Banks have more cost-cutting opportunities, several brokers and fund managers said, while some tips technology stocks. "Investors should take advantage of the recent correction to re-load on European equities," Citi strategist Jonathan Stubbs wrote in a note to clients, citing banks such as Santander and UniCredit and insurers Aegon and Aviva. The biggest risk, according to sceptics, is that the current slowdown in emerging markets and widening of credit spreads becomes serious enough to debunk the earnings story.

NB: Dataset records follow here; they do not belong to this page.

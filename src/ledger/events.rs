//! Ledger change notifications.

use alloy::primitives::{Address, U256};
use serde::{Deserialize, Serialize};

/// A committed state change.
#[derive(Debug, Clone, PartialEq, Eq, Serialize, Deserialize)]
#[serde(tag = "event", rename_all = "snake_case")]
pub enum LedgerEvent {
    /// Tokens moved between accounts.
    Transfer { from: Address, to: Address, value: U256 },
    /// An allowance was set.
    Approval {
        owner: Address,
        spender: Address,
        value: U256,
    },
    /// An account registered or replaced its backup address.
    BackupChanged {
        account: Address,
        previous: Option<Address>,
        backup: Address,
    },
    /// A recovery swept `from` into `to` and blacklisted `from`.
    EmergencyTransfer {
        from: Address,
        to: Address,
        amount: U256,
    },
}

impl LedgerEvent {
    /// Short name for the event, as logged on commit.
    pub fn kind(&self) -> &'static str {
        match self {
            LedgerEvent::Transfer { .. } => "transfer",
            LedgerEvent::Approval { .. } => "approval",
            LedgerEvent::BackupChanged { .. } => "backup_changed",
            LedgerEvent::EmergencyTransfer { .. } => "emergency_transfer",
        }
    }
}
//! Balance and allowance bookkeeping.
//!
//! # Responsibilities
//! - Track per-account balances and the total supply
//! - Track owner → spender allowances
//! - Validate every transfer before writing, so a rejected call has no effect

use alloy::primitives::{Address, U256};
use serde::{Deserialize, Serialize};
use std::collections::HashMap;

use crate::token::types::{TokenError, TokenResult};

/// Fungible balance ledger.
#[derive(Debug, Clone, Default, PartialEq, Eq, Serialize, Deserialize)]
pub struct Balances {
    balances: HashMap<Address, U256>,
    allowances: HashMap<Address, HashMap<Address, U256>>,
    total_supply: U256,
}

impl Balances {
    pub fn new() -> Self {
        Self::default()
    }

    /// Balance of `account` (zero when never credited).
    pub fn balance_of(&self, account: &Address) -> U256 {
        self.balances.get(account).copied().unwrap_or_default()
    }

    /// Remaining amount `spender` may move on behalf of `owner`.
    pub fn allowance(&self, owner: &Address, spender: &Address) -> U256 {
        self.allowances
            .get(owner)
            .and_then(|m| m.get(spender))
            .copied()
            .unwrap_or_default()
    }

    pub fn total_supply(&self) -> U256 {
        self.total_supply
    }

    /// Number of accounts holding a non-zero balance.
    pub fn holders(&self) -> usize {
        self.balances.values().filter(|b| !b.is_zero()).count()
    }

    /// Sum of every stored balance. Equal to `total_supply` at all times.
    pub fn sum_of_balances(&self) -> U256 {
        self.balances
            .values()
            .fold(U256::ZERO, |acc, b| acc.saturating_add(*b))
    }

    /// Create `amount` new tokens for `to`. Only used at deployment.
    pub fn mint(&mut self, to: Address, amount: U256) -> TokenResult<()> {
        if to.is_zero() {
            return Err(TokenError::ZeroAddress("mint recipient"));
        }
        let supply = self
            .total_supply
            .checked_add(amount)
            .ok_or(TokenError::SupplyOverflow)?;
        let balance = self
            .balance_of(&to)
            .checked_add(amount)
            .ok_or(TokenError::SupplyOverflow)?;

        self.total_supply = supply;
        self.balances.insert(to, balance);
        Ok(())
    }

    /// Move `amount` from `from` to `to`.
    pub fn transfer(&mut self, from: Address, to: Address, amount: U256) -> TokenResult<()> {
        if from.is_zero() {
            return Err(TokenError::ZeroAddress("sender"));
        }
        if to.is_zero() {
            return Err(TokenError::ZeroAddress("recipient"));
        }

        let from_balance = self.balance_of(&from);
        if from_balance < amount {
            return Err(TokenError::InsufficientBalance {
                account: from,
                balance: from_balance,
                needed: amount,
            });
        }

        if from != to {
            // Bounded by total supply, cannot overflow.
            let to_balance = self.balance_of(&to).saturating_add(amount);
            self.balances.insert(from, from_balance - amount);
            self.balances.insert(to, to_balance);
        }
        Ok(())
    }

    /// Set the allowance of `spender` over `owner`'s tokens.
    pub fn approve(&mut self, owner: Address, spender: Address, amount: U256) -> TokenResult<()> {
        if owner.is_zero() {
            return Err(TokenError::ZeroAddress("owner"));
        }
        if spender.is_zero() {
            return Err(TokenError::ZeroAddress("spender"));
        }
        self.allowances.entry(owner).or_default().insert(spender, amount);
        Ok(())
    }

    /// Spend `amount` of `spender`'s allowance over `from` and move the tokens.
    ///
    /// An allowance of `U256::MAX` is treated as unlimited and is not decremented.
    pub fn transfer_from(
        &mut self,
        spender: Address,
        from: Address,
        to: Address,
        amount: U256,
    ) -> TokenResult<()> {
        let allowance = self.allowance(&from, &spender);
        if allowance < amount {
            return Err(TokenError::InsufficientAllowance {
                spender,
                allowance,
                needed: amount,
            });
        }

        self.transfer(from, to, amount)?;

        if allowance != U256::MAX {
            self.allowances
                .entry(from)
                .or_default()
                .insert(spender, allowance - amount);
        }
        Ok(())
    }

    /// Move the entire balance of `from` to `to`, returning the amount moved.
    pub fn move_balance(&mut self, from: Address, to: Address) -> TokenResult<U256> {
        let amount = self.balance_of(&from);
        self.transfer(from, to, amount)?;
        Ok(amount)
    }
}
//! Shared fixtures for integration tests.

#![allow(dead_code)]

use alloy::primitives::{Address, U256};
use std::sync::Arc;

use devon_rex::config::NodeConfig;
use devon_rex::signing::Wallet;
use devon_rex::token::{ManualClock, Token};

/// Ledger time every fixture starts at.
pub const START: u64 = 1_700_000_000;

// Anvil's deterministic development keys.
pub const DEPLOYER_KEY: &str = "ac0974bec39a17e36ba4a6b4d238ff944bacb478cbed5efcae784d7bf4f2ff80";
pub const ALICE_KEY: &str = "59c6995e998f97a5a0044966f0945389dc9e86dae88c7a8412f4603b6b78690d";
pub const BOB_KEY: &str = "5de4111afa1a4b94908f83103eb1f1706367c2e68ca870fc3fb9a804cdab365a";
pub const CAROL_KEY: &str = "7c852118294e51e653712a81e05800f419141751be58f605c371e15141b007a6";

pub fn wallet(key: &str) -> Wallet {
    Wallet::from_private_key(key).unwrap()
}

pub fn addr(byte: u8) -> Address {
    Address::repeat_byte(byte)
}

/// Deployment supply used by the default configuration.
pub fn initial_supply() -> U256 {
    NodeConfig::default().token.parsed_initial_supply().unwrap()
}

/// A token deployed from the default configuration, minted to the Anvil
/// deployer account, with a clock the test controls.
pub fn deploy() -> (Token, Arc<ManualClock>) {
    deploy_with(&NodeConfig::default())
}

pub fn deploy_with(config: &NodeConfig) -> (Token, Arc<ManualClock>) {
    let clock = Arc::new(ManualClock::new(START));
    let token = Token::from_config(config, clock.clone()).unwrap();
    (token, clock)
}
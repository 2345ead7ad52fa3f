//! OS signal handling.
//!
//! SIGINT (Ctrl+C) and SIGTERM both request a graceful shutdown. There is
//! no reload signal: deployment configuration is fixed.

/// Resolve when the process is asked to stop.
pub async fn wait_for_signal() {
    let ctrl_c = async {
        if let Err(e) = tokio::signal::ctrl_c().await {
            tracing::error!(error = %e, "Failed to listen for Ctrl+C");
            std::future::pending::<()>().await;
        }
    };

    #[cfg(unix)]
    let terminate = async {
        use tokio::signal::unix::{signal, SignalKind};
        match signal(SignalKind::terminate()) {
            Ok(mut stream) => {
                stream.recv().await;
            }
            Err(e) => {
                tracing::error!(error = %e, "Failed to install SIGTERM handler");
                std::future::pending::<()>().await;
            }
        }
    };

    #[cfg(not(unix))]
    let terminate = std::future::pending::<()>();

    tokio::select! {
        _ = ctrl_c => tracing::info!("Received SIGINT"),
        _ = terminate => tracing::info!("Received SIGTERM"),
    }
}
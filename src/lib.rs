//! DevonRex token ledger library.
//!
//! A fixed-supply ERC-20 style ledger extended with backup-address social
//! recovery: an account owner registers a backup, and the backup's EIP-712
//! signature lets any relayer sweep the account into a rescue address once,
//! after which the account is permanently blacklisted.

// Core ledger
pub mod ledger;
pub mod recovery;
pub mod token;

// Off-chain signing
pub mod signing;

// Service surfaces
pub mod admin;
pub mod http;

// Cross-cutting concerns
pub mod config;
pub mod lifecycle;
pub mod observability;

pub use config::schema::NodeConfig;
pub use http::HttpServer;
pub use lifecycle::Shutdown;
pub use recovery::{EmergencyTransferMessage, RecoverySignature, SignatureVerifier};
pub use token::{Token, TokenError, TokenResult};
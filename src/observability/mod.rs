//! Observability subsystem.
//!
//! # Data Flow
//! ```text
//! Token entry points and HTTP handlers produce:
//!     → logging.rs (structured log events)
//!     → metrics.rs (counters, gauges, histograms)
//!
//! Consumers:
//!     → Log aggregation (stdout, pretty or JSON)
//!     → Metrics endpoint (Prometheus scrape)
//! ```
//!
//! # Design Decisions
//! - Structured logging (JSON) for machine parsing
//! - Request ID flows through every API log line
//! - Private keys and signatures are never logged

pub mod logging;
pub mod metrics;
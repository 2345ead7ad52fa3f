//! Backup key management and recovery authorization signing.
//!
//! # Security
//! - Private keys are loaded ONLY from environment variables or explicit input
//! - Keys are never logged or serialized

use alloy::primitives::{Address, B256, U256};
use alloy::signers::local::PrivateKeySigner;
use alloy::signers::SignerSync;
use thiserror::Error;

use crate::recovery::types::{EmergencyTransferMessage, RecoverySignature};
use crate::recovery::verifier::SignatureVerifier;

/// Environment variable name for the backup private key.
pub const PRIVATE_KEY_ENV_VAR: &str = "DEVON_REX_PRIVATE_KEY";

/// Errors raised by wallet operations.
#[derive(Debug, Error)]
pub enum WalletError {
    /// Invalid private key format or derivation error.
    #[error("Invalid private key format: {0}")]
    InvalidKey(String),

    /// Key not available in the environment.
    #[error("Environment variable {0} not set")]
    MissingEnv(&'static str),

    /// The signer backend failed.
    #[error("Signing failed: {0}")]
    Signing(String),
}

/// A backup key able to authorize emergency transfers.
#[derive(Debug, Clone)]
pub struct Wallet {
    signer: PrivateKeySigner,
}

impl Wallet {
    /// Create a wallet from a hex-encoded private key string.
    ///
    /// # Arguments
    /// * `private_key_hex` - Hex string (with or without 0x prefix)
    ///
    /// # Security
    /// The private key is parsed and stored securely. It is never logged.
    pub fn from_private_key(private_key_hex: &str) -> Result<Self, WalletError> {
        let key_hex = private_key_hex
            .trim()
            .strip_prefix("0x")
            .unwrap_or(private_key_hex.trim());

        let signer: PrivateKeySigner = key_hex
            .parse()
            .map_err(|e| WalletError::InvalidKey(format!("{}", e)))?;

        tracing::debug!(address = %signer.address(), "Wallet initialized");
        Ok(Self { signer })
    }

    /// Load wallet from environment variable.
    ///
    /// Reads `DEVON_REX_PRIVATE_KEY` from environment.
    pub fn from_env() -> Result<Self, WalletError> {
        let private_key = std::env::var(PRIVATE_KEY_ENV_VAR)
            .map_err(|_| WalletError::MissingEnv(PRIVATE_KEY_ENV_VAR))?;
        Self::from_private_key(&private_key)
    }

    /// Get the wallet's address.
    pub fn address(&self) -> Address {
        self.signer.address()
    }

    /// Sign a 32-byte digest.
    pub fn sign_hash(&self, hash: &B256) -> Result<RecoverySignature, WalletError> {
        self.signer
            .sign_hash_sync(hash)
            .map(RecoverySignature::from)
            .map_err(|e| WalletError::Signing(e.to_string()))
    }

    /// Authorize sweeping `from` into `to` until `deadline` under `verifier`'s domain.
    pub fn sign_emergency_transfer(
        &self,
        verifier: &SignatureVerifier,
        from: Address,
        to: Address,
        deadline: U256,
    ) -> Result<RecoverySignature, WalletError> {
        let message = EmergencyTransferMessage::new(from, to, deadline);
        self.sign_hash(&verifier.digest(&message))
    }
}

#[cfg(test)]
mod tests {
    use super::*;

    // Well-known test private key (Anvil's first account)
    const TEST_PRIVATE_KEY: &str =
        "ac0974bec39a17e36ba4a6b4d238ff944bacb478cbed5efcae784d7bf4f2ff80";

    #[test]
    fn test_wallet_from_private_key() {
        let wallet = Wallet::from_private_key(TEST_PRIVATE_KEY).unwrap();
        // This is the corresponding address for the test key
        assert_eq!(
            wallet.address().to_string().to_lowercase(),
            "0xf39fd6e51aad88f6f4ce6ab8827279cfffb92266"
        );
    }

    #[test]
    fn test_wallet_with_0x_prefix() {
        let wallet = Wallet::from_private_key(&format!("0x{}", TEST_PRIVATE_KEY)).unwrap();
        assert_eq!(
            wallet.address().to_string().to_lowercase(),
            "0xf39fd6e51aad88f6f4ce6ab8827279cfffb92266"
        );
    }

    #[test]
    fn test_invalid_private_key() {
        let result = Wallet::from_private_key("invalid_key");
        assert!(result.is_err());
        assert!(result.unwrap_err().to_string().contains("Invalid private key"));
    }

    #[test]
    fn test_signed_authorization_recovers_to_wallet() {
        let wallet = Wallet::from_private_key(TEST_PRIVATE_KEY).unwrap();
        let verifier =
            SignatureVerifier::new("DevonRexBackup", "1", 31337, Address::repeat_byte(0xc0));
        let from = Address::repeat_byte(0x01);
        let to = Address::repeat_byte(0x02);
        let deadline = U256::from(1_900_000_000u64);

        let signature = wallet
            .sign_emergency_transfer(&verifier, from, to, deadline)
            .unwrap();
        let recovered = verifier
            .recover_signer(&EmergencyTransferMessage::new(from, to, deadline), &signature)
            .unwrap();

        assert_eq!(recovered, wallet.address());
        assert!(signature.v == 27 || signature.v == 28);
    }
}
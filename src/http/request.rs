//! Request identification and per-request accounting.
//!
//! # Responsibilities
//! - Name the request ID header shared by the tower-http layers
//! - Record latency per matched route, not per raw path
//!
//! # Design Decisions
//! - Request ID added as early as possible for tracing
//! - Route label comes from `MatchedPath`, so addresses in the URL never
//!   become metric labels

use axum::{
    body::Body,
    extract::MatchedPath,
    http::{HeaderMap, Request},
    middleware::Next,
    response::Response,
};
use std::time::Instant;

use crate::observability::metrics;

/// Header carrying the request correlation ID.
pub const X_REQUEST_ID: &str = "x-request-id";

/// Read the request ID set by the outer layer, if any.
pub fn request_id(headers: &HeaderMap) -> &str {
    headers
        .get(X_REQUEST_ID)
        .and_then(|v| v.to_str().ok())
        .unwrap_or("unknown")
}

/// Record latency and status for every routed request.
pub async fn track_metrics(request: Request<Body>, next: Next) -> Response {
    let start = Instant::now();
    let route = request
        .extensions()
        .get::<MatchedPath>()
        .map(|p| p.as_str().to_owned())
        .unwrap_or_else(|| "unmatched".to_string());
    let method = request.method().clone();
    let id = request_id(request.headers()).to_owned();

    let response = next.run(request).await;
    let status = response.status().as_u16();

    tracing::debug!(
        request_id = %id,
        method = %method,
        route = %route,
        status,
        elapsed_ms = start.elapsed().as_millis() as u64,
        "Request completed"
    );
    metrics::record_request(&route, status, start);

    response
}

#[cfg(test)]
mod tests {
    use super::*;
    use axum::http::HeaderValue;

    #[test]
    fn test_request_id_lookup() {
        let mut headers = HeaderMap::new();
        assert_eq!(request_id(&headers), "unknown");

        headers.insert(X_REQUEST_ID, HeaderValue::from_static("abc-123"));
        assert_eq!(request_id(&headers), "abc-123");
    }
}
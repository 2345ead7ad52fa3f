//! The explicit key-value store holding all mutable ledger state.

use alloy::primitives::{Address, U256};
use serde::{Deserialize, Serialize};

use crate::ledger::balances::Balances;
use crate::recovery::guard::BlacklistGuard;
use crate::recovery::registry::AccountRegistry;
use crate::token::types::AccountView;

/// Balances, backups and blacklist flags for every account.
///
/// Owned by the token behind a single lock; components receive it (or one of
/// its fields) by reference for the duration of one operation.
#[derive(Debug, Clone, Default, PartialEq, Eq, Serialize, Deserialize)]
pub struct LedgerStore {
    pub balances: Balances,
    pub registry: AccountRegistry,
    pub blacklist: BlacklistGuard,
}

impl LedgerStore {
    pub fn new() -> Self {
        Self::default()
    }

    /// Store holding `supply` tokens credited to `holder`.
    pub fn with_initial_mint(holder: Address, supply: U256) -> crate::token::TokenResult<Self> {
        let mut store = Self::new();
        store.balances.mint(holder, supply)?;
        Ok(store)
    }

    pub fn account(&self, address: Address) -> AccountView {
        AccountView {
            address,
            balance: self.balances.balance_of(&address),
            backup: self.registry.backup_of(&address),
            blacklisted: self.blacklist.is_blacklisted(&address),
        }
    }
}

"We have always had the free money, QE (central-bank easing) argument. Now, it feels more like 'show me the money'," said David Jane, co-manager of multi-asset at Miton Asset Management. "To get properly bullish, either you need an event or we need to see the earnings pattern coming through." For now, though, the fourth quarter is seen as an opportunity to buy Europe after a painful summer for the investment community - even if the pressure is ratcheting up on companies to deliver on their promise. "We have been arguing that this is a growth shock ... which the developed world will ride out," BofA-Merrill Lynch strategists wrote in a note to clients. "Positioning and sentiment would tend to suggest that the worst of the sell-off is over."